_Task objective_:
Copy each line from the listing below where the word "bool" shows up.

____________

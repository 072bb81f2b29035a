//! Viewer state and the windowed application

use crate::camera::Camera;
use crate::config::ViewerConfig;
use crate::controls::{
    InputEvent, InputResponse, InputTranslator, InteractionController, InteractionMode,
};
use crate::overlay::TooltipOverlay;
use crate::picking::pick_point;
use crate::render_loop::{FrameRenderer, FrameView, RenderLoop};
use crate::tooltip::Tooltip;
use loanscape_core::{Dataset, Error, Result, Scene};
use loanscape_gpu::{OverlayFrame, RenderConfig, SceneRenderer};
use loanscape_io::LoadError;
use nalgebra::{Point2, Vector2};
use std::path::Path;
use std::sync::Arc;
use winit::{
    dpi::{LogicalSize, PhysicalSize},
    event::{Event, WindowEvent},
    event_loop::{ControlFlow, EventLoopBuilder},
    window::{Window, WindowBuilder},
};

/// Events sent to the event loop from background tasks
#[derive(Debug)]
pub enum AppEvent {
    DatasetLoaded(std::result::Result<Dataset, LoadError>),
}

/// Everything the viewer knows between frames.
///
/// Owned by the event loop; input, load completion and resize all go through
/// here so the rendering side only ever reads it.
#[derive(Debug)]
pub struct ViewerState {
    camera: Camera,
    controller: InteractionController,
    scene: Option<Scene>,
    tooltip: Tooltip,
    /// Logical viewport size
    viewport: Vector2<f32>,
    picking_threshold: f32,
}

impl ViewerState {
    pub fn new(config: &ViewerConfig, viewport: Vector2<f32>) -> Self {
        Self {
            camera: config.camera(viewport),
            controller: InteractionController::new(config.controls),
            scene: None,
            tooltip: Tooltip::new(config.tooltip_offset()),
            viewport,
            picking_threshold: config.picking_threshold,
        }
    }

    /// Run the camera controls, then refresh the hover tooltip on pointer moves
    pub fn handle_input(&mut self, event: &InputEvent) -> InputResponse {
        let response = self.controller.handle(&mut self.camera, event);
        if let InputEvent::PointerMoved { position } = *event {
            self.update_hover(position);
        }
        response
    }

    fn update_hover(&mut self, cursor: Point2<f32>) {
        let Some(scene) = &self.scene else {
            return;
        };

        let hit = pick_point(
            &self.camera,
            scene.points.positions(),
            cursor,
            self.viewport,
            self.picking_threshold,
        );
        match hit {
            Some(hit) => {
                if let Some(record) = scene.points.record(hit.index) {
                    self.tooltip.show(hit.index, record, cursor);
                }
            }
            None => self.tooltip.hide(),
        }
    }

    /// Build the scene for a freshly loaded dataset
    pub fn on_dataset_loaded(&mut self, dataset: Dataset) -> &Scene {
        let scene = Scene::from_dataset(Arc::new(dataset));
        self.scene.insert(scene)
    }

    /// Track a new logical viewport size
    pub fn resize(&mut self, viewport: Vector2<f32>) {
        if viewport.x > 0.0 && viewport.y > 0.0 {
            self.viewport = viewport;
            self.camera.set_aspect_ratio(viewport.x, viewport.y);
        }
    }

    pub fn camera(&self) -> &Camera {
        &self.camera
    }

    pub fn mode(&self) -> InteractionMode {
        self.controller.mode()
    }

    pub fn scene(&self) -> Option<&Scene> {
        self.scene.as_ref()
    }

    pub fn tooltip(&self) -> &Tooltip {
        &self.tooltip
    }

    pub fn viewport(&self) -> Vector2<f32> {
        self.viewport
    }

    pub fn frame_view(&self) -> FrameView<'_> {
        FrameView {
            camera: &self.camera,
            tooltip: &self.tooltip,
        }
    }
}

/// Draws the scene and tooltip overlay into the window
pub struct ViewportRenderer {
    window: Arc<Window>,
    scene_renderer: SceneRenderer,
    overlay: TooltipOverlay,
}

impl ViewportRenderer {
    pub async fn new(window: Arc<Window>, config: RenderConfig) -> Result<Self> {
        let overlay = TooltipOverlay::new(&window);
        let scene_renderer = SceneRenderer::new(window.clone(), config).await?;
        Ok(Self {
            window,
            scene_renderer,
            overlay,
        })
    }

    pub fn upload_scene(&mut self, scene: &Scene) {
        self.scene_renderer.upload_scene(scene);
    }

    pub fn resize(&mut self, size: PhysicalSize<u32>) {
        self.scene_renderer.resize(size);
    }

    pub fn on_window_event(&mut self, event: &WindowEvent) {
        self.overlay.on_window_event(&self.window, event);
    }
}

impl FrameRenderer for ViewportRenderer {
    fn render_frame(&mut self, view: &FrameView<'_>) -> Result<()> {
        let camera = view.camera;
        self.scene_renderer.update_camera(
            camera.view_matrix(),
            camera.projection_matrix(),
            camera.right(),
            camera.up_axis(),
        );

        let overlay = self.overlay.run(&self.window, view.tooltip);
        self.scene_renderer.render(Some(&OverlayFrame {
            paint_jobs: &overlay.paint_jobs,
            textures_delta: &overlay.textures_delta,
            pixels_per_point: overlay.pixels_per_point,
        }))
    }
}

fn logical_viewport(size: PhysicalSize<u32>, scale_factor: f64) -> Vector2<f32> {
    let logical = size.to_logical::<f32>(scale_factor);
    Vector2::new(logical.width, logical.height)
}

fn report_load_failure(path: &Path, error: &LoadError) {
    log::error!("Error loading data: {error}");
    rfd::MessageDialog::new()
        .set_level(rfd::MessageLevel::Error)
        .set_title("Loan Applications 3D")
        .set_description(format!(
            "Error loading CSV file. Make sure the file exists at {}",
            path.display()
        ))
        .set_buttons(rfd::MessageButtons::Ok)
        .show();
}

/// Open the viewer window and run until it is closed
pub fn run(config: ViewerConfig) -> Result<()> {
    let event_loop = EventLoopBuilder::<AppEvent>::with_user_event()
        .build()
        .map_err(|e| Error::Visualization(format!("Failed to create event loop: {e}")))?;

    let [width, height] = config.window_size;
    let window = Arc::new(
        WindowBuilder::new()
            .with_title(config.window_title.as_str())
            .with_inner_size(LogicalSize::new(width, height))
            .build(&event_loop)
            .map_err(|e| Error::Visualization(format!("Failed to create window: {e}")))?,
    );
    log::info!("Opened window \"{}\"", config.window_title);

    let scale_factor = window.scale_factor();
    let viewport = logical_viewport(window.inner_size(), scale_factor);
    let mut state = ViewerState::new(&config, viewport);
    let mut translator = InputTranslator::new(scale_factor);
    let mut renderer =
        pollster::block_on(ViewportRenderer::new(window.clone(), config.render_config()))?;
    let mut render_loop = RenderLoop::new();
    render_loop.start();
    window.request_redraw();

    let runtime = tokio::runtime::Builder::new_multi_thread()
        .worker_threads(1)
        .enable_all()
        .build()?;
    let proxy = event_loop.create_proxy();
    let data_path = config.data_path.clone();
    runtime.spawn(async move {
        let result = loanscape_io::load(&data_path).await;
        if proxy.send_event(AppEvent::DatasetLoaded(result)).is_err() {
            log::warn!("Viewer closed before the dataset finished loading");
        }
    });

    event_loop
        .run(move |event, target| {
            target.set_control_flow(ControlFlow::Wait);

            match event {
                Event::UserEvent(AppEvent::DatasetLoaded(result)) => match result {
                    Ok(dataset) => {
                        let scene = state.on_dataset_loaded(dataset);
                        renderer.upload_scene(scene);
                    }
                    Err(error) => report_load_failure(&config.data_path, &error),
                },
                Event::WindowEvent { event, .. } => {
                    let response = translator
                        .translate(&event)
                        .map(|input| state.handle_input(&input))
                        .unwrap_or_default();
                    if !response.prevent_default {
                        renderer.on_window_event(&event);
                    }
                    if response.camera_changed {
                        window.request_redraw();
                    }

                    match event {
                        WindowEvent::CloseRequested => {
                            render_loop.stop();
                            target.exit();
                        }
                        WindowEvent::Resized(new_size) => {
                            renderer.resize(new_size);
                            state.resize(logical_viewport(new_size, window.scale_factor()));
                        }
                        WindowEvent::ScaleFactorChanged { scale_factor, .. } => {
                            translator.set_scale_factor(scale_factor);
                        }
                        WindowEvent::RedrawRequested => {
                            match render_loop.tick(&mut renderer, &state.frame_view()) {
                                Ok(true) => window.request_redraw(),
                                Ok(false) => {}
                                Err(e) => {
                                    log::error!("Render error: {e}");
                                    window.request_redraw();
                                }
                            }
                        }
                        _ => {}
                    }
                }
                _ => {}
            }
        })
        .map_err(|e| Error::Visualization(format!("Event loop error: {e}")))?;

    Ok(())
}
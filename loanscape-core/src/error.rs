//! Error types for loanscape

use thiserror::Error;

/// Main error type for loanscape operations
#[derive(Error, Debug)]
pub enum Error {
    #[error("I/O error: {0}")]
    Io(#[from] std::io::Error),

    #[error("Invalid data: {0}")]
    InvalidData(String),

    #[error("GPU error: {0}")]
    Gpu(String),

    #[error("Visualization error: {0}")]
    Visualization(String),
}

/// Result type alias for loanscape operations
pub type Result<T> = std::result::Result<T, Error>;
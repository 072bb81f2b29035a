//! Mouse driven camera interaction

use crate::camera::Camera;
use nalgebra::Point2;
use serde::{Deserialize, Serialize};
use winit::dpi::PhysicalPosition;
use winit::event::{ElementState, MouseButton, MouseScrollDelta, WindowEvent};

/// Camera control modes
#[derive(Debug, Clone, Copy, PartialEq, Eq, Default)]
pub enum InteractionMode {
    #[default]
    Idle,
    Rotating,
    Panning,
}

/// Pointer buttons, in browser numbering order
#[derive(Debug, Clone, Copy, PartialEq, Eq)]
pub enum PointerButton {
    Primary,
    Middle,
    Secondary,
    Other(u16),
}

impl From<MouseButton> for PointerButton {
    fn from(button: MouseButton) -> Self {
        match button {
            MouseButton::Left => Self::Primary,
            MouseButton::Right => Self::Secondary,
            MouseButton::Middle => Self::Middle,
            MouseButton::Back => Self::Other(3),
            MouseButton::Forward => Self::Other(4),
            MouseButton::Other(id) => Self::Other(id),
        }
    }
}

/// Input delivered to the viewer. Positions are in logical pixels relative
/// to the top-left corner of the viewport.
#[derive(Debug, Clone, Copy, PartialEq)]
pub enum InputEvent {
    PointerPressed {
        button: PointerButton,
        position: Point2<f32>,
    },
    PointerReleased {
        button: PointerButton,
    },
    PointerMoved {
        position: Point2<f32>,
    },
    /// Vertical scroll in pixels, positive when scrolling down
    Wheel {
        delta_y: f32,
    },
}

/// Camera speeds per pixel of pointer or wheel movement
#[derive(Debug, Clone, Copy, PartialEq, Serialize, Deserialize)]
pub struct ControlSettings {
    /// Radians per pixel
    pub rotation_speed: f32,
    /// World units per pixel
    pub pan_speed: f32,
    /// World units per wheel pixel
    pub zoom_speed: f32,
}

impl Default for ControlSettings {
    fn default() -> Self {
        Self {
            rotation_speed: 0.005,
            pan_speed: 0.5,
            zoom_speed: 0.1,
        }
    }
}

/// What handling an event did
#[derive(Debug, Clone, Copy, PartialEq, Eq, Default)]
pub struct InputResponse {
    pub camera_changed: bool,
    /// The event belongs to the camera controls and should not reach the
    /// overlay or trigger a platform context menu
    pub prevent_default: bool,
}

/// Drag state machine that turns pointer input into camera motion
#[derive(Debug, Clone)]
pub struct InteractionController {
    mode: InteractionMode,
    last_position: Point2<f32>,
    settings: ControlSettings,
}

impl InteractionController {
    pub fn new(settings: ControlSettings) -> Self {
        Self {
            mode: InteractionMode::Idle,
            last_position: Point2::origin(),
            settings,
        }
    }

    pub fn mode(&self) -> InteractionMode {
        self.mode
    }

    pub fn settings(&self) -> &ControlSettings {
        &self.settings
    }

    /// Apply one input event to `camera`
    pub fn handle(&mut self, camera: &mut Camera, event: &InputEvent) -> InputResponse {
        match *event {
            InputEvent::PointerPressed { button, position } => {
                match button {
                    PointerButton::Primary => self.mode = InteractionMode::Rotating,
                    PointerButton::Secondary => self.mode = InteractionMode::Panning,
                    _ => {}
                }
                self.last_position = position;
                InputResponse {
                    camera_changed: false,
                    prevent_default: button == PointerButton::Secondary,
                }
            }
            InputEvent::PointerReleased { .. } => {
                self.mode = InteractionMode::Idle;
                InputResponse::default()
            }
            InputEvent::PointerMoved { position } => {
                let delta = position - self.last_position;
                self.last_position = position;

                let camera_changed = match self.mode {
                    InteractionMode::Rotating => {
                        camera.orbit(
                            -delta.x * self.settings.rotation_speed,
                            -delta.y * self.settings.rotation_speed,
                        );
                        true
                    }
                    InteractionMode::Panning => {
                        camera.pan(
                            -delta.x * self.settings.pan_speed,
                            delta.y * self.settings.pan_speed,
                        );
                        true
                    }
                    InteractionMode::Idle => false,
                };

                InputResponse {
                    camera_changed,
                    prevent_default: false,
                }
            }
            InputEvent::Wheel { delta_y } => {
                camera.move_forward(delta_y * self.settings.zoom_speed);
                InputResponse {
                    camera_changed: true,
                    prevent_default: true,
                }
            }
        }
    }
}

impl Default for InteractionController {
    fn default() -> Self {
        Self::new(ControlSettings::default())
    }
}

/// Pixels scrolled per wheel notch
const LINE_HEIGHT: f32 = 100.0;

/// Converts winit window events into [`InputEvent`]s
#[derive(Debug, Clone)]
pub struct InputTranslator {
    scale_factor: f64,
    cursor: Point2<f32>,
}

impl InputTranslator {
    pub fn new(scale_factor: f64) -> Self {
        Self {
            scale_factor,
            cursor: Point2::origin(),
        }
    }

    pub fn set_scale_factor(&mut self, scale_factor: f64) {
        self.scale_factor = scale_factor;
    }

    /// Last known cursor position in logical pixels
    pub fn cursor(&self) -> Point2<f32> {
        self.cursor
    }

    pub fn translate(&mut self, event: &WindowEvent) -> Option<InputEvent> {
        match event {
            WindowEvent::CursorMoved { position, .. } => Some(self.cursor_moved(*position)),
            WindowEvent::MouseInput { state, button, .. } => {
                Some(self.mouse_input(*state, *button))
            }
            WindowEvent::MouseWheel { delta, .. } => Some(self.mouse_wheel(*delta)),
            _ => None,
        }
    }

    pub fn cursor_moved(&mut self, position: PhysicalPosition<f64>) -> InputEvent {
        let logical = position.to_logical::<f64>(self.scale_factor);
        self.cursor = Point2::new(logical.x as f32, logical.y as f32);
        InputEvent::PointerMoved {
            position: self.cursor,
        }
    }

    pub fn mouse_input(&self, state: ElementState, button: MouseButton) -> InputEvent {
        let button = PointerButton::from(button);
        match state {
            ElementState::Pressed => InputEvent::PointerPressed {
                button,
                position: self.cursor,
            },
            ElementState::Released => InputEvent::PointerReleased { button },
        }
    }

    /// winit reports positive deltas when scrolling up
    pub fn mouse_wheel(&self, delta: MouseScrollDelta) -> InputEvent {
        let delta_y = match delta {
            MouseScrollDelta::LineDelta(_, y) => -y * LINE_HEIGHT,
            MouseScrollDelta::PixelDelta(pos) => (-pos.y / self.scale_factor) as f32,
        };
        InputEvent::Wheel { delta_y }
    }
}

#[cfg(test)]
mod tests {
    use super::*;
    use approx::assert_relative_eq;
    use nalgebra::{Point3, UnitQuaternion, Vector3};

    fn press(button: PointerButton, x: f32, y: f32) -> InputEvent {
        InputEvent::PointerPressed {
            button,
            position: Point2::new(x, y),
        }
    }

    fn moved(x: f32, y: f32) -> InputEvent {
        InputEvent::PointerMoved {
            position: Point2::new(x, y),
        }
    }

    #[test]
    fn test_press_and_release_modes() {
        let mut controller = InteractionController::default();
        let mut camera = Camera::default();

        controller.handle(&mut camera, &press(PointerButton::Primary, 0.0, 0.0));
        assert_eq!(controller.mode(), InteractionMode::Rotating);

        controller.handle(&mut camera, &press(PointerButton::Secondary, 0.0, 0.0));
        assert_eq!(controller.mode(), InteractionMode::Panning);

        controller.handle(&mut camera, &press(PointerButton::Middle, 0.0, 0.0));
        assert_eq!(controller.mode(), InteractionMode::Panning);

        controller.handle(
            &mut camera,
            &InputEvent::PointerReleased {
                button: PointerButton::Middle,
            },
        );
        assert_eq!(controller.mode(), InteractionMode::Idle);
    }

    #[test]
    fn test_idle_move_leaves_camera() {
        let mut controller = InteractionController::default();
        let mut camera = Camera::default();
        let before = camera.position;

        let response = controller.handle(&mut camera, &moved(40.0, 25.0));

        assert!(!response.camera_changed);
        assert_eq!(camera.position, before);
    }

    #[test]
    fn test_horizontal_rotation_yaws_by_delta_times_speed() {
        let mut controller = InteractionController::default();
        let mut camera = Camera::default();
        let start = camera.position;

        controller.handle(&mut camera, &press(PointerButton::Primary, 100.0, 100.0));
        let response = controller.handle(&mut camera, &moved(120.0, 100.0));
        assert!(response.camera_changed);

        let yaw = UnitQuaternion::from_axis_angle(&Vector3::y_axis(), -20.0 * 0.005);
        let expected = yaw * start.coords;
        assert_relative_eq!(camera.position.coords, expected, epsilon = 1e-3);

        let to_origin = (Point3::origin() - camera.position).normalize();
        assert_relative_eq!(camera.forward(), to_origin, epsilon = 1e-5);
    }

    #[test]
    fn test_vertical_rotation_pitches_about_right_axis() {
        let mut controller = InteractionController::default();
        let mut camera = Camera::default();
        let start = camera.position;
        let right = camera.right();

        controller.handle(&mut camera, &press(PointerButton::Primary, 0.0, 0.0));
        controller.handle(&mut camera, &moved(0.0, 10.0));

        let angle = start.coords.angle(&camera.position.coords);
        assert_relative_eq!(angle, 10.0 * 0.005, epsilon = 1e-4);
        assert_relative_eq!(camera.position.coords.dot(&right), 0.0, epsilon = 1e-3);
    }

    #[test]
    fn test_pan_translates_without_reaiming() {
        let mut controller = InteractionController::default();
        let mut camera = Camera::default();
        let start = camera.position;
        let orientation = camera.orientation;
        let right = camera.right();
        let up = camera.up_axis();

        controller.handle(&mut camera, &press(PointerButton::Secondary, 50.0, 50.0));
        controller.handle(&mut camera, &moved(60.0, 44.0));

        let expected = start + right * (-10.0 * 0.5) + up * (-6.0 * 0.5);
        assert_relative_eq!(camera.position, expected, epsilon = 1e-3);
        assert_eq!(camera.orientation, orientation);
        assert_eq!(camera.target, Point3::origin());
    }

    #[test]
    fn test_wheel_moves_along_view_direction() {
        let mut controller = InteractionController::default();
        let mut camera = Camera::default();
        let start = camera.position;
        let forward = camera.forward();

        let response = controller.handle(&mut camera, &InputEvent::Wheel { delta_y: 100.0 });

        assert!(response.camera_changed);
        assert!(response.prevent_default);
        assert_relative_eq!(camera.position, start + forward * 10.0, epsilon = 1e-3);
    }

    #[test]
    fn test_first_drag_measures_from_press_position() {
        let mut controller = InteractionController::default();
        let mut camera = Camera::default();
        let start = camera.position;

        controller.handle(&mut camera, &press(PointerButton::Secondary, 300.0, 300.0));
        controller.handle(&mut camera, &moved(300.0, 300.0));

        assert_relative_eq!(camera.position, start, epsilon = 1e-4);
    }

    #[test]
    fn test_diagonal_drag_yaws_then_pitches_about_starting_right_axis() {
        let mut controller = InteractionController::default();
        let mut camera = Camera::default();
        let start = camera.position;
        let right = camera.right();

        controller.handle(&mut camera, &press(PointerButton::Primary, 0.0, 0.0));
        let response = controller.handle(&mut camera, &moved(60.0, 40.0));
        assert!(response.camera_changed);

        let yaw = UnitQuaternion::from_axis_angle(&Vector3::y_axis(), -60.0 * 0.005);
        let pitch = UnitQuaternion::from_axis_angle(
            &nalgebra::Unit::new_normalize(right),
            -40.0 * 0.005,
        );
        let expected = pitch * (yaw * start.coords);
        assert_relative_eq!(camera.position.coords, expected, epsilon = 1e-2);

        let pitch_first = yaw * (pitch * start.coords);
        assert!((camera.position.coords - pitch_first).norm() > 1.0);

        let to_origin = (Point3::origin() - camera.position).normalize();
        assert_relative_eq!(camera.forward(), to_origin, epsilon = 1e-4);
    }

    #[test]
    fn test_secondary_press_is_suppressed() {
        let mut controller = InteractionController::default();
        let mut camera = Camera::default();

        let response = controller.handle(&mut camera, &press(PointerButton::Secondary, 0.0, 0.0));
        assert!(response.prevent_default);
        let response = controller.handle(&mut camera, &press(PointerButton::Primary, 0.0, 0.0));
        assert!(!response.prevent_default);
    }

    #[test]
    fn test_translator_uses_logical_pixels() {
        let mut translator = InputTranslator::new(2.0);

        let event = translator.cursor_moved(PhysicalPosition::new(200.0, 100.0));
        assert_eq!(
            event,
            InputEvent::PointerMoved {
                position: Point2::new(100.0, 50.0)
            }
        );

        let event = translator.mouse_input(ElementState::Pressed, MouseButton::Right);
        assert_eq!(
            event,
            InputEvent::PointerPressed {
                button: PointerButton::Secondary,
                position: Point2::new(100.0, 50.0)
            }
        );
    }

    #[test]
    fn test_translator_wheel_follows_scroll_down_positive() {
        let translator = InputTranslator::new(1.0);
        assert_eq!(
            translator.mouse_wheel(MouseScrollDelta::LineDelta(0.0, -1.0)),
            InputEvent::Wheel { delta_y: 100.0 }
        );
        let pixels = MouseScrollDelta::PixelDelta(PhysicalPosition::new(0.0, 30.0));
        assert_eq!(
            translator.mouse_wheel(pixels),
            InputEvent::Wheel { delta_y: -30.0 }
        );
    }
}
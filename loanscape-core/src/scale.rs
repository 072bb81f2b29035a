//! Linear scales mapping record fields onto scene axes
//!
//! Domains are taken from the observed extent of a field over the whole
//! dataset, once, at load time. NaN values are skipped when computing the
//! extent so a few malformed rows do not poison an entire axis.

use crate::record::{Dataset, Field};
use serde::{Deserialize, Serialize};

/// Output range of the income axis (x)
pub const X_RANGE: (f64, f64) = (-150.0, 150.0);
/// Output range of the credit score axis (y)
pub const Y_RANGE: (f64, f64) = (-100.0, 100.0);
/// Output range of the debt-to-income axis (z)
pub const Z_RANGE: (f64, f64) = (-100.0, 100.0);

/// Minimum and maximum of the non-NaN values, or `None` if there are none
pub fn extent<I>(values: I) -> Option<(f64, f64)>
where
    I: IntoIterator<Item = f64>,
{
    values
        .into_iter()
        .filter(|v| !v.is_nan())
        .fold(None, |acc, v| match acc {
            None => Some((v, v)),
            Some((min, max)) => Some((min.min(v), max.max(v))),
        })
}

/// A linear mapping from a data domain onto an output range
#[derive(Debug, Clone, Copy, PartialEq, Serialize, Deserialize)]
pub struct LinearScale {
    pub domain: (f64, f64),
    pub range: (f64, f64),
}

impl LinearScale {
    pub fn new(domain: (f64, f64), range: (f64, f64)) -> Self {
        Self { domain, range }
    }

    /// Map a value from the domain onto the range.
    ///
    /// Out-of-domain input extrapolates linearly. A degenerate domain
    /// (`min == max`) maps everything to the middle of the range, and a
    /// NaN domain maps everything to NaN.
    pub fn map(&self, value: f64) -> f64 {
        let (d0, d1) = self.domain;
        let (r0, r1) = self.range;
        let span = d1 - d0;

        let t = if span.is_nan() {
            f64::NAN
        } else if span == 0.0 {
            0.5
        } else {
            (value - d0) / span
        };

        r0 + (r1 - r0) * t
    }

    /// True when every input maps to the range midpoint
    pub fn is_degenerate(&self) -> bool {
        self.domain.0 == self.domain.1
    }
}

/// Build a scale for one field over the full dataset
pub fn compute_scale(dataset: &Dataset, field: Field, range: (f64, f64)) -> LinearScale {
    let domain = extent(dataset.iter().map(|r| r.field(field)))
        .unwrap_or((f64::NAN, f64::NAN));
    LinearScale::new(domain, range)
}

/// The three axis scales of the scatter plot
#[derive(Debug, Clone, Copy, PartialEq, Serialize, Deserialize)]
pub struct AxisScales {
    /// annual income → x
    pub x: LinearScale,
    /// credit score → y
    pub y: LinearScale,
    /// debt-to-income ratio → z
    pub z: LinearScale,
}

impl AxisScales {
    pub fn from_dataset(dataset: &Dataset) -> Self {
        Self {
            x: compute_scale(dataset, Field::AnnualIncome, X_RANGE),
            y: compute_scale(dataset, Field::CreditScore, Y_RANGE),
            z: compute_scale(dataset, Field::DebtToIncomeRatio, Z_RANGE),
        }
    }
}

____________

_Exercise response_:
    pub camera_changed: bool,
    pub prevent_default: bool,
    pub fn is_degenerate(&self) -> bool {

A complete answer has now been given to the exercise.